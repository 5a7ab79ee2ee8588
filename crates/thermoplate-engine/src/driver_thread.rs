//! The stepping loop run on the driver's background thread.
//!
//! The thread owns [`PlateEngine`] exclusively (moved in at spawn). No
//! locks on the hot path: it steps a batch, publishes one snapshot to the
//! ring, and checks the cancel token before starting the next batch.

use std::sync::Arc;
use std::time::{Duration, Instant};

use crossbeam_channel::Sender;

use crate::cancel::CancelToken;
use crate::metrics::{BatchMetrics, RunMetrics};
use crate::plate::PlateEngine;
use crate::ring::SnapshotRing;

/// How a run ended.
#[derive(Clone, Copy, Debug, PartialEq, Eq)]
pub enum RunOutcome {
    /// The run reached its end time.
    Completed,
    /// The run was cancelled before its end time.
    Cancelled,
}

/// Everything the thread hands back when it exits.
pub(crate) struct DriverExit {
    pub engine: PlateEngine,
    pub outcome: RunOutcome,
    pub metrics: RunMetrics,
}

/// State held by the driver thread's main loop.
pub(crate) struct DriverThreadState {
    engine: PlateEngine,
    ring: Arc<SnapshotRing>,
    cancel: CancelToken,
    done_tx: Sender<RunOutcome>,
    steps_per_batch: u64,
    pacing: Option<f64>,
}

impl DriverThreadState {
    pub fn new(
        engine: PlateEngine,
        ring: Arc<SnapshotRing>,
        cancel: CancelToken,
        done_tx: Sender<RunOutcome>,
        steps_per_batch: u64,
        pacing: Option<f64>,
    ) -> Self {
        Self {
            engine,
            ring,
            cancel,
            done_tx,
            steps_per_batch,
            pacing,
        }
    }

    /// Main loop. Runs until the engine finishes or the token is
    /// cancelled.
    ///
    /// Consumes self and returns the engine so the owner can inspect the
    /// final state through `JoinHandle<DriverExit>`.
    pub fn run(mut self) -> DriverExit {
        let started = Instant::now();
        let start_time = self.engine.current_time();
        let mut metrics = RunMetrics::default();

        // Consumers see the initial state before the first batch lands.
        self.ring.push(self.engine.snapshot());

        let outcome = loop {
            if self.engine.is_finished() {
                break RunOutcome::Completed;
            }
            if self.cancel.is_cancelled() {
                break RunOutcome::Cancelled;
            }

            // 1. Step one batch.
            let step_start = Instant::now();
            let steps = self.engine.run_batch(self.steps_per_batch);
            let step_us = step_start.elapsed().as_micros() as u64;

            // 2. Publish.
            let publish_start = Instant::now();
            let snapshot = self.engine.snapshot();
            let sim_time = snapshot.time();
            self.ring.push(snapshot);
            let batch = BatchMetrics {
                steps,
                sim_time,
                step_us,
                publish_us: publish_start.elapsed().as_micros() as u64,
            };
            metrics.record(&batch);
            tracing::debug!(
                steps,
                sim_time,
                step_us,
                publish_us = batch.publish_us,
                "published batch"
            );

            // 3. Hold back to the real-time factor, if any.
            if let Some(factor) = self.pacing {
                let wall_s = (sim_time - start_time).max(0.0) / factor;
                let target = Duration::try_from_secs_f64(wall_s).unwrap_or(Duration::MAX);
                if let Some(ahead) = target.checked_sub(started.elapsed()) {
                    self.cancel.wait_timeout(ahead);
                }
            }
        };

        // Best-effort: the driver handle may already be gone.
        let _ = self.done_tx.send(outcome);

        DriverExit {
            engine: self.engine,
            outcome,
            metrics,
        }
    }
}

#[cfg(test)]
mod tests {
    use super::*;
    use std::thread;
    use thermoplate_test_utils::small_plate;

    fn spawn_paced(
        factor: f64,
    ) -> (CancelToken, Arc<SnapshotRing>, thread::JoinHandle<DriverExit>) {
        let engine = PlateEngine::new(small_plate(6, 1e6)).unwrap();
        let steps_per_batch = (1.0 / engine.discretization().dt).round() as u64;
        let ring = Arc::new(SnapshotRing::new(4));
        let cancel = CancelToken::new();
        let (done_tx, _done_rx) = crossbeam_channel::bounded(1);
        let state = DriverThreadState::new(
            engine,
            Arc::clone(&ring),
            cancel.clone(),
            done_tx,
            steps_per_batch,
            Some(factor),
        );
        (cancel, ring, thread::spawn(move || state.run()))
    }

    #[test]
    fn extreme_pacing_wait_stays_cancellable() {
        // A wait far past any representable deadline.
        let (cancel, ring, handle) = spawn_paced(1e-19);
        thread::sleep(Duration::from_millis(100));
        assert_eq!(ring.write_pos(), 2);
        cancel.cancel();
        let exit = handle.join().unwrap();
        assert_eq!(exit.outcome, RunOutcome::Cancelled);
        assert_eq!(exit.metrics.batches, 1);
    }
}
-.-.-
Where does the string "RunOutcome" appear in the records above? Show every line that holds it.

pub enum RunOutcome {
    pub outcome: RunOutcome,
    done_tx: Sender<RunOutcome>,
        done_tx: Sender<RunOutcome>,
                break RunOutcome::Completed;
                break RunOutcome::Cancelled;
        assert_eq!(exit.outcome, RunOutcome::Cancelled);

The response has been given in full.